Events can be processed concurrently, but they should be processed sequentially in-order for any given account. This can be accomplished by partitioning multiple workers using the repo DID as a partitioning key.
Services can confirm that they are consuming content reliably by fetching a snapshot of repository DIDs and rev
numbers from other services, including PDS hosts and Relay instances. After a short delay, these can be compared against the current state of the service to identify any accounts which have lower than expected rev
numbers. These repos can then be updated out-of-band.
Bootstrapping a Live Mirror
The firehose can be used to follow new data updates, and repo exports can be used for snapshots. Actually combining the two to bootstrap a complete live-updating mirror can be a bit tricky. One approach is described below.
Keep a sync status table for all accounts (DIDs) encountered. The status can be:
dirty
: there is either no local repo data for this account, or it has gotten out of syncin-process
: the repo is "dirty", but there is a background task in process to update itsynchronized
: a complete copy of the repository has been processed
Start by subscribing to the full firehose. If there is no existing repository data for the account, mark the account as "dirty". When new events come in for a repo, the behavior depends on the repo state. If it is "dirty", the event is ignored. If the state is "synchronized", the event is immediately processed as an update to the repo. If the state is "in-process", the event is enqueued locally.

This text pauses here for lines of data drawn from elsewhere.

//! Credential admin endpoints
//!
//! Provisioning, listing and manual disabling. Secrets are accepted on
//! provisioning but never returned.

use std::sync::Arc;

use axum::{
    extract::{Path, Query, State},
    http::StatusCode,
    Json,
};
use serde::{Deserialize, Serialize};

use crate::{
    credentials::{
        model::normalize_provider, policy::validate_secret, CredentialView, NewCredential,
    },
    error::{AppError, AppResult},
    pool::ProviderSummary,
    AppState,
};

#[derive(Debug, Deserialize)]
pub struct ListQuery {
    pub provider: String,
}

#[derive(Debug, Serialize)]
pub struct CredentialList {
    pub provider: String,
    pub credentials: Vec<CredentialView>,
}

#[derive(Debug, Default, Deserialize)]
pub struct DisableRequest {
    #[serde(default)]
    pub reason: Option<String>,
}

#[derive(Debug, Serialize)]
pub struct DisableResponse {
    pub id: String,
    pub changed: bool,
}

/// `GET /v1/credentials?provider=`
pub async fn list_credentials(
    State(state): State<Arc<AppState>>,
    Query(query): Query<ListQuery>,
) -> AppResult<Json<CredentialList>> {
    let credentials = state.pool.list(&query.provider).await?;
    Ok(Json(CredentialList {
        provider: normalize_provider(&query.provider),
        credentials,
    }))
}

/// `POST /v1/credentials`
pub async fn create_credential(
    State(state): State<Arc<AppState>>,
    Json(request): Json<NewCredential>,
) -> AppResult<(StatusCode, Json<CredentialView>)> {
    if request.provider.trim().is_empty() {
        return Err(AppError::BadRequest("provider must not be empty".to_string()));
    }
    validate_secret(&request.secret).map_err(|e| AppError::BadRequest(e.to_string()))?;

    let credential = state.pool.provision(request).await?;
    Ok((
        StatusCode::CREATED,
        Json(CredentialView::new(&credential, credential.status)),
    ))
}

/// `POST /v1/credentials/:id/disable`
pub async fn disable_credential(
    State(state): State<Arc<AppState>>,
    Path(id): Path<String>,
    body: Option<Json<DisableRequest>>,
) -> AppResult<Json<DisableResponse>> {
    let reason = body
        .and_then(|Json(b)| b.reason)
        .unwrap_or_else(|| "disabled by administrator".to_string());
    let changed = state.pool.disable(&id, &reason).await?;
    Ok(Json(DisableResponse { id, changed }))
}

/// `GET /v1/providers/:provider/summary`
pub async fn provider_summary(
    State(state): State<Arc<AppState>>,
    Path(provider): Path<String>,
) -> AppResult<Json<ProviderSummary>> {
    let summary = state.pool.summary(&provider).await?;
    Ok(Json(summary))
}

Have a set of background workers start processing "dirty" repos. First they mark the status as in-process
, so that new events are enqueued locally. Then the full repo export (CAR file) is fetched from the PDS and processed in full. The commit rev
of the repo export is noted. When the full repo import is complete, the worker can start processing any enqueued events, in order, skipping any with a rev
lower than the existing repo processed rev
(as is the usual behavior). When the queue for the account is fully processed, the state can be flipped to synchronized
, and the worker can move on.
After some time, most of the known accounts will be marked as synchronized
, though this will only represent the most recently active accounts in the network. Next a more complete set of repositories in the network can be fetched, for example using an API query against an existing large service. Any new identified accounts can be marked as dirty
in the service, and the background workers can start processing them.
When all of the accounts are synchronized
, the process is complete. At large scale it may be hard to get perfect synchronization: PDS instances may be down at various times, identities may fail to resolve, or invalid events, data, or signatures may end up in the network.
Security Concerns
General mitigations for resource exhaustion attacks are recommended: event rate-limits, data quotas per account, limits on data object sizes and deserialized data complexity, etc.
Care should always be taken when making network requests to unknown or untrusted hosts, especially when the network locators for those host from from untrusted input. This includes validating URLs to not connect to local or internal hosts (including via HTTP redirects), avoiding SSRF in browser contexts, etc.
To prevent traffic amplification attacks, outbound network requests should be rate-limited by host. For example, identity resolution requests when consuming from the firehose, including DNS TXT traffic volume and DID resolution requests.
Future Work
The subscribeRepos
Lexicon is likely to be tweaked, with deprecated fields removed, even if this breaks Lexicon evolution rules.
The event stream sequence/cursor scheme may be iterated on to support sharding, timestamp-based resumption, and easier failover between independent instances.
Alternatives to the full authenticated firehose may be added to the protocol. For example, simple JSON serialization, filtering by record collection type, omitting MST nodes, and other changes which would simplify development and reduce resource consumption for use-cases where full authentication is not necessary or desired.